Regardless, there's really just no way of being absolutely sure of the total number of snakes that exist in the Pinelands.

"There is some tiny species that live in the soil and leaf litter and they are incredibly common. And then there are other species that are extremely rare, and we don't have a good feel for how many there are," DeVito said.

Some of the species have been labeled as endangered.

DeVito and other researchers have been using radio transmitters attached to the reptiles to learn more about how they move and where they go. Thanks in part to Drexel University, expansion of the transmitter program has allowed researchers to keep tabs on about 30 snakes.

DeVito said roads and development are the biggest enemy of snakes in New Jersey. "We have to conserve their habitats, and then we have to reconnect their habitats."

He said in many parts of New Jersey there are almost no species left because there's just no place for them to live.

"They couldn't possibly survive in highly suburbanized areas because of all the traffic and roads and things like that. There are a couple of very small species, the northern brown snake and garter snake and maybe one or two other species that could conceivably live in very large urban parks."

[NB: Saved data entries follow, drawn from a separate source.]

// ── Device domain types ──

use indexmap::IndexMap;
use serde::Serialize;

use super::category::DeviceKind;
use tuyabridge_api::{DeviceFunction, StatusValue};

/// A device as held by the registry.
///
/// `status` keeps codes in the order the platform first reported them;
/// realtime updates overwrite values in place.
#[derive(Debug, Clone, PartialEq, Serialize)]
pub struct Device {
    pub id: String,
    pub name: String,
    pub category: String,
    pub kind: DeviceKind,
    pub online: bool,
    pub functions: Vec<DeviceFunction>,
    pub status: IndexMap<String, StatusValue>,
}

impl Device {
    /// The discovery view of this device.
    pub fn summary(&self) -> DeviceSummary {
        DeviceSummary {
            id: self.id.clone(),
            online: self.online,
            name: self.name.clone(),
            category: self.category.clone(),
            category_name: self.kind.name().to_owned(),
            functions: self.functions.clone(),
        }
    }

    pub fn status_value(&self, code: &str) -> Option<&StatusValue> {
        self.status.get(code)
    }
}

/// Payload of [`RegistryEvent::DeviceDiscovered`](super::RegistryEvent).
#[derive(Debug, Clone, PartialEq, Serialize)]
pub struct DeviceSummary {
    pub id: String,
    pub online: bool,
    pub name: String,
    pub category: String,
    pub category_name: String,
    pub functions: Vec<DeviceFunction>,
}
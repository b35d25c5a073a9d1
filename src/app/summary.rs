use crate::app::record::MintLog;

pub const STATUS_PASS: &str = "PASS";
pub const STATUS_FAIL: &str = "FAIL";
pub const STATUS_NA: &str = "NA";

#[derive(Debug, Default, Clone, PartialEq)]
pub struct SuiteCounts {
    pub pass: u64,
    pub fail: u64,
    pub na: u64,
}

#[derive(Debug)]
pub struct SuiteSummary {
    pub name: String,
    pub counts: SuiteCounts,
}

/// Per-suite counts in first-occurrence order, plus the grand total.
#[derive(Debug)]
pub struct Report {
    pub suites: Vec<SuiteSummary>,
}

impl SuiteCounts {
    fn count(&mut self, status: &str) {
        // Exact match; any other status string lands in no bucket.
        match status {
            STATUS_PASS => self.pass += 1,
            STATUS_FAIL => self.fail += 1,
            STATUS_NA => self.na += 1,
            _ => {}
        }
    }

    fn add(&mut self, other: &SuiteCounts) {
        self.pass += other.pass;
        self.fail += other.fail;
        self.na += other.na;
    }
}

impl Report {
    /// Groups records by suite name. All records of a suite are merged into
    /// one group even when they are not contiguous in the log.
    pub fn from_records(records: &[MintLog]) -> Self {
        let mut suites: Vec<SuiteSummary> = Vec::new();
        for record in records {
            let position = match suites.iter().position(|s| s.name == record.name) {
                Some(position) => position,
                None => {
                    suites.push(SuiteSummary {
                        name: record.name.clone(),
                        counts: SuiteCounts::default(),
                    });
                    suites.len() - 1
                }
            };
            suites[position].counts.count(&record.status);
        }
        Report { suites }
    }

    pub fn counts_for(&self, suite: &str) -> Option<&SuiteCounts> {
        self.suites
            .iter()
            .find(|s| s.name == suite)
            .map(|s| &s.counts)
    }

    pub fn total(&self) -> SuiteCounts {
        let mut total = SuiteCounts::default();
        for suite in &self.suites {
            total.add(&suite.counts);
        }
        total
    }
}

#[cfg(test)]
mod tests {
    use super::*;

    fn record(name: &str, status: &str) -> MintLog {
        MintLog {
            name: name.to_owned(),
            function: None,
            args: None,
            duration: 1,
            status: status.to_owned(),
            alert: None,
            message: None,
            error: None,
        }
    }

    #[test]
    fn test_counting_statuses_per_suite() {
        let records = vec![
            record("mc", "PASS"),
            record("mc", "PASS"),
            record("mc", "FAIL"),
            record("s3cmd", "NA"),
        ];
        let report = Report::from_records(&records);

        assert_eq!(report.suites.len(), 2);
        assert_eq!(
            report.counts_for("mc"),
            Some(&SuiteCounts {
                pass: 2,
                fail: 1,
                na: 0
            })
        );
        assert_eq!(
            report.counts_for("s3cmd"),
            Some(&SuiteCounts {
                pass: 0,
                fail: 0,
                na: 1
            })
        );
    }

    #[test]
    fn test_suites_keep_first_occurrence_order() {
        let records = vec![
            record("minio-go", "PASS"),
            record("awscli", "PASS"),
            record("mc", "PASS"),
        ];
        let report = Report::from_records(&records);

        let names: Vec<&str> = report.suites.iter().map(|s| s.name.as_str()).collect();
        assert_eq!(names, vec!["minio-go", "awscli", "mc"]);
    }

    #[test]
    fn test_interleaved_suites_are_merged_into_one_group() {
        let records = vec![
            record("mc", "PASS"),
            record("s3cmd", "PASS"),
            record("mc", "FAIL"),
        ];
        let report = Report::from_records(&records);

        assert_eq!(report.suites.len(), 2);
        assert_eq!(
            report.counts_for("mc"),
            Some(&SuiteCounts {
                pass: 1,
                fail: 1,
                na: 0
            })
        );
    }

    #[test]
    fn test_unknown_status_lands_in_no_bucket() {
        let records = vec![record("mc", "Pass"), record("mc", "skipped")];
        let report = Report::from_records(&records);

        assert_eq!(
            report.counts_for("mc"),
            Some(&SuiteCounts {
                pass: 0,
                fail: 0,
                na: 0
            })
        );
    }

    #[test]
    fn test_total_sums_all_suites() {
        let records = vec![
            record("a", "PASS"),
            record("a", "PASS"),
            record("b", "FAIL"),
            record("c", "NA"),
        ];
        let report = Report::from_records(&records);

        assert_eq!(
            report.total(),
            SuiteCounts {
                pass: 2,
                fail: 1,
                na: 1
            }
        );
    }

    #[test]
    fn test_empty_input_produces_empty_report() {
        let report = Report::from_records(&[]);

        assert!(report.suites.is_empty());
        assert_eq!(report.total(), SuiteCounts::default());
    }
}
pub(crate) mod assert;
pub(crate) mod error;
pub(crate) mod parser;
pub(crate) mod record;
pub(crate) mod summary;

use crate::app::assert::Assertable;
use crate::app::error::Error;
use crate::app::summary::Report;
use crate::configuration::manifest::{ExpectEntry, Manifest};
use crate::reporter;
use std::path::Path;

pub struct App {
    name: String,
    expectations: Vec<ExpectEntry>,
}

impl App {
    pub fn new(manifest: Option<Manifest>) -> Self {
        match manifest {
            Some(manifest) => App {
                name: manifest.name,
                expectations: manifest.expect,
            },
            None => App {
                name: env!("CARGO_PKG_NAME").to_owned(),
                expectations: Vec::new(),
            },
        }
    }

    pub fn run(&self, log_file: &Path) -> Result<(), Error> {
        info!("Starting report '{}'", self.name);
        let logs = parser::parse_file(log_file)?;
        info!("Parsed {} log entries", logs.len());

        let report = Report::from_records(&logs);
        reporter::print(&report);

        info!("Checking {} expectations", self.expectations.len());
        for expectation in &self.expectations {
            expectation.assert(&report)?;
        }
        Ok(())
    }
}
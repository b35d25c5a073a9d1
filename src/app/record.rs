use serde_derive::Deserialize;
use serde_json::Value;

/// One mint log entry.
///
/// https://github.com/minio/mint#mint-log-format
#[derive(Debug, Deserialize)]
#[allow(dead_code)]
pub struct MintLog {
    pub name: String,
    #[serde(default)]
    pub function: Option<String>,
    #[serde(default)]
    pub args: Option<Value>,
    pub duration: u64,
    pub status: String,
    #[serde(default)]
    pub alert: Option<Value>,
    #[serde(default)]
    pub message: Option<Value>,
    #[serde(default)]
    pub error: Option<Value>,
}

impl MintLog {
    /// Rewrites a composite "suite:case" name in place: `name` becomes the
    /// trimmed part before the first separator, `function` the trimmed rest.
    pub fn split_name(&mut self) {
        if let Some(position) = self.name.find(':') {
            let case = self.name[position + 1..].trim().to_owned();
            let suite = self.name[..position].trim().to_owned();
            self.name = suite;
            self.function = Some(case);
        }
    }
}
use crate::app::summary::{Report, SuiteCounts};

/// Prints the per-suite lines followed by a blank line and the grand total.
/// Goes straight to stdout, bypassing the logger, so the report stays
/// byte-identical between runs over the same log.
pub fn print(report: &Report) {
    for suite in &report.suites {
        println!("{}", format_line(&suite.name, &suite.counts));
    }
    println!();
    println!("{}", format_line("summary", &report.total()));
}

fn format_line(name: &str, counts: &SuiteCounts) -> String {
    format!(
        "{:<20} passed {:>3}, failed {:>3}, na {:>3}",
        name, counts.pass, counts.fail, counts.na
    )
}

Do poisonous snakes exist in New Jersey?

According to DeVito, the timber rattlesnake in the Pinelands is poisonous and so are some copperheads in the northern mountains. The timber rattlesnake is classified as endangered in the state, and the copperhead is extremely secretive, and is classified as "special concern." DeVito said the copperhead is likely to be highly threatened or endangered, but more information is needed.

Snakes aren't the only things lurking in the Pinelands.

"There are a few species of lizard. There are another three or four dozen species of reptiles and amphibians that are pretty fascinating. A few hundred species of birds and quite a number of species of fish that are incredibly rare and unique and only live in the acid waters.